### Problem requirements
State how many lines of the records below contain the word "UnboundedReceiver", giving the number and nothing else.

### Supplied material

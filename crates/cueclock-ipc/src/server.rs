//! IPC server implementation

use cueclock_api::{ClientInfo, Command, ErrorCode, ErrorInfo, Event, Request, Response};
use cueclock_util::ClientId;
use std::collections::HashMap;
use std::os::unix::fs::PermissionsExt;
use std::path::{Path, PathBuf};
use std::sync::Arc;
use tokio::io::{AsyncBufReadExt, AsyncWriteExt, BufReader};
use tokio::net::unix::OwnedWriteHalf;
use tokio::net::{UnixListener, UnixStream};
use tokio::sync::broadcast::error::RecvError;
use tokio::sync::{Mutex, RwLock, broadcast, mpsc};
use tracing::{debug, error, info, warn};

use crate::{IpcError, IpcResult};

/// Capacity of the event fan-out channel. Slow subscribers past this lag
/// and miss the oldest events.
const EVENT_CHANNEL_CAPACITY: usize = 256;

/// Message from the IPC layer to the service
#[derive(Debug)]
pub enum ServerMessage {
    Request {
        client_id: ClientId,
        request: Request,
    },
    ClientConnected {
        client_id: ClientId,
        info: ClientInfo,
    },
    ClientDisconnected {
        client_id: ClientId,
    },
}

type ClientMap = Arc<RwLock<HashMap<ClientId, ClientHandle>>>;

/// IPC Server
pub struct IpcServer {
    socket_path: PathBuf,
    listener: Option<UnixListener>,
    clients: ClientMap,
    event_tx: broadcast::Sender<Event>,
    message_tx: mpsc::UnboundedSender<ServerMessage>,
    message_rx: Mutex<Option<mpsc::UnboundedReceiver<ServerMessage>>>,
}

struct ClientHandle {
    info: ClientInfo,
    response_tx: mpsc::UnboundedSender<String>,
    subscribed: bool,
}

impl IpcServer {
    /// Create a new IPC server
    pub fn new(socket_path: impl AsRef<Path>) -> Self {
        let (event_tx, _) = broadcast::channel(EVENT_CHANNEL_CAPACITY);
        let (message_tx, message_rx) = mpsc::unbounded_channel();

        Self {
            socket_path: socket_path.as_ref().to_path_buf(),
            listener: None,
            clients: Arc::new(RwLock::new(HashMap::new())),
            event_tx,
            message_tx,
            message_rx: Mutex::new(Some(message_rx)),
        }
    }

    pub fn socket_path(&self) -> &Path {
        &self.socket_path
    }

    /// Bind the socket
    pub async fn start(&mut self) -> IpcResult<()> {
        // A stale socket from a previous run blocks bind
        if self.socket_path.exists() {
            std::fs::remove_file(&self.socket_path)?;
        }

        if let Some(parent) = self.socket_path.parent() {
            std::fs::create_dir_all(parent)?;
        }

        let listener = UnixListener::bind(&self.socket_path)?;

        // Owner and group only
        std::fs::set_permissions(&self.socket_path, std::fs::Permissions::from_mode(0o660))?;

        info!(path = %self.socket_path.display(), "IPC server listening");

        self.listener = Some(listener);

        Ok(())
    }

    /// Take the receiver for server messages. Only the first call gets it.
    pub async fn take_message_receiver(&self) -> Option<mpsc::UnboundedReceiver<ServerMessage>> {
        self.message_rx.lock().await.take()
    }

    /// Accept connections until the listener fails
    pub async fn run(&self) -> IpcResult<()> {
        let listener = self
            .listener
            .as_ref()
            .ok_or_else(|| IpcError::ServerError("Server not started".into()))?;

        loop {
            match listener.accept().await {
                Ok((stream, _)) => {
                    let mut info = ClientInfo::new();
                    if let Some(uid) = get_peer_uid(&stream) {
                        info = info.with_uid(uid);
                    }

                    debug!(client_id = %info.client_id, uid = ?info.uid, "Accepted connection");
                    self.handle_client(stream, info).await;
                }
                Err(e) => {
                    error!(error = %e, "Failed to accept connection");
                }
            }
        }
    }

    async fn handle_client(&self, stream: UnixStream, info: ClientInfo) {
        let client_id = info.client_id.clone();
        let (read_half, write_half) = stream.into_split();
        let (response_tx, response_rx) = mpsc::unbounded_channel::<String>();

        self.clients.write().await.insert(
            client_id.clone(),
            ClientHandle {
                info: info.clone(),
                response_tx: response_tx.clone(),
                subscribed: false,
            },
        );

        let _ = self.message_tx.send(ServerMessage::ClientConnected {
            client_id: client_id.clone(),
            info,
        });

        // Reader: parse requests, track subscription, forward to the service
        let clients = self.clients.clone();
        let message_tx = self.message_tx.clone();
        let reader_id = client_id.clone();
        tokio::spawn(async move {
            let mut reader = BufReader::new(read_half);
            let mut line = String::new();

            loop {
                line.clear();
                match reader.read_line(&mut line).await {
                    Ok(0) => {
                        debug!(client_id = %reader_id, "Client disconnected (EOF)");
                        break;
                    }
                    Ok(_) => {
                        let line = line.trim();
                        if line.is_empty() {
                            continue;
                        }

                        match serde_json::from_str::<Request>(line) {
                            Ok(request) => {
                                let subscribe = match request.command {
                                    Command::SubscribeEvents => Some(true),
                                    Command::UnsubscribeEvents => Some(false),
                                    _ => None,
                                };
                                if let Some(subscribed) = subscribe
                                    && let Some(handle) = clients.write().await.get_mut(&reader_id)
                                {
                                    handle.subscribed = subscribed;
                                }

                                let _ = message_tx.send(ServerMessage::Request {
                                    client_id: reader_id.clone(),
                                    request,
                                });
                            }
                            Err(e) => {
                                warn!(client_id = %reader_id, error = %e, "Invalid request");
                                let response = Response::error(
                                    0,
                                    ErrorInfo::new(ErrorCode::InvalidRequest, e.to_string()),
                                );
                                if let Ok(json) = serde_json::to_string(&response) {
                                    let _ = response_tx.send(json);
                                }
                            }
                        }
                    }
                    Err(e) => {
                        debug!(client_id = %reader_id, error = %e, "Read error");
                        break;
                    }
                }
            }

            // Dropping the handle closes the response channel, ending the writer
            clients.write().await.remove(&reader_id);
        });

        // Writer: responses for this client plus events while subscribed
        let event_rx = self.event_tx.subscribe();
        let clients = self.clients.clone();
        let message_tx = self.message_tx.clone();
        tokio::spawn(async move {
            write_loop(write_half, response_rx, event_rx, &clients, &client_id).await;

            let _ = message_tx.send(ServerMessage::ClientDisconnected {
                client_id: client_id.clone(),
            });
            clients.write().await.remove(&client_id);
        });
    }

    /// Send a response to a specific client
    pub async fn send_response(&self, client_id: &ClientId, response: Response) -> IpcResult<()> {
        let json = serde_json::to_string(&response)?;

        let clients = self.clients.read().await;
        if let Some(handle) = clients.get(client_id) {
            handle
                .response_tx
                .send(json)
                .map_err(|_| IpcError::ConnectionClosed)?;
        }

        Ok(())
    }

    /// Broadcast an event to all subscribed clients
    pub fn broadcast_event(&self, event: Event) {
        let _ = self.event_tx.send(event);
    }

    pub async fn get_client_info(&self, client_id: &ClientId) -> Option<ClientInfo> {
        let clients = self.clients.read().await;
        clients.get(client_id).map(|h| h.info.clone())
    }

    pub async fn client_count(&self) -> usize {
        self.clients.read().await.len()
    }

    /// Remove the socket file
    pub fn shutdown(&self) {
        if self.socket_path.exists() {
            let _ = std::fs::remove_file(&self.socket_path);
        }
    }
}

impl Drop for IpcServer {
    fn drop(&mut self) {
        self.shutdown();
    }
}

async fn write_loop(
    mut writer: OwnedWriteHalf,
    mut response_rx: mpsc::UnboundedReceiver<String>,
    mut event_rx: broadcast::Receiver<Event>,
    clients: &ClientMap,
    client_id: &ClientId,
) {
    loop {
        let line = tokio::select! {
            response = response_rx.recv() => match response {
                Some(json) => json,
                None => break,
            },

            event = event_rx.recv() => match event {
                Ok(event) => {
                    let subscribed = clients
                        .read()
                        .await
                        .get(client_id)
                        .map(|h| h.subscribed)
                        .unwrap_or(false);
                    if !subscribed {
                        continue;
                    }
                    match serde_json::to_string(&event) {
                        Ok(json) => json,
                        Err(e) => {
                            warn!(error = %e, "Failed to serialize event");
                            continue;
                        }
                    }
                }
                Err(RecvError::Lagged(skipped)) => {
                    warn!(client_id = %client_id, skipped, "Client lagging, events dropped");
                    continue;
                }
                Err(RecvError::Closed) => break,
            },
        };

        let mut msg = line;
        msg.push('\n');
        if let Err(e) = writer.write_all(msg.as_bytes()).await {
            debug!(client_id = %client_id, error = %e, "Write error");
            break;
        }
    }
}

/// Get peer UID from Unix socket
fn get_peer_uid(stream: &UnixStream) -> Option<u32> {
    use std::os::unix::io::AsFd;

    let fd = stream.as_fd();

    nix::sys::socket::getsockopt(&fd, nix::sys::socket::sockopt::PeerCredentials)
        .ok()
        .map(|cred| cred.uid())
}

### Task solution
3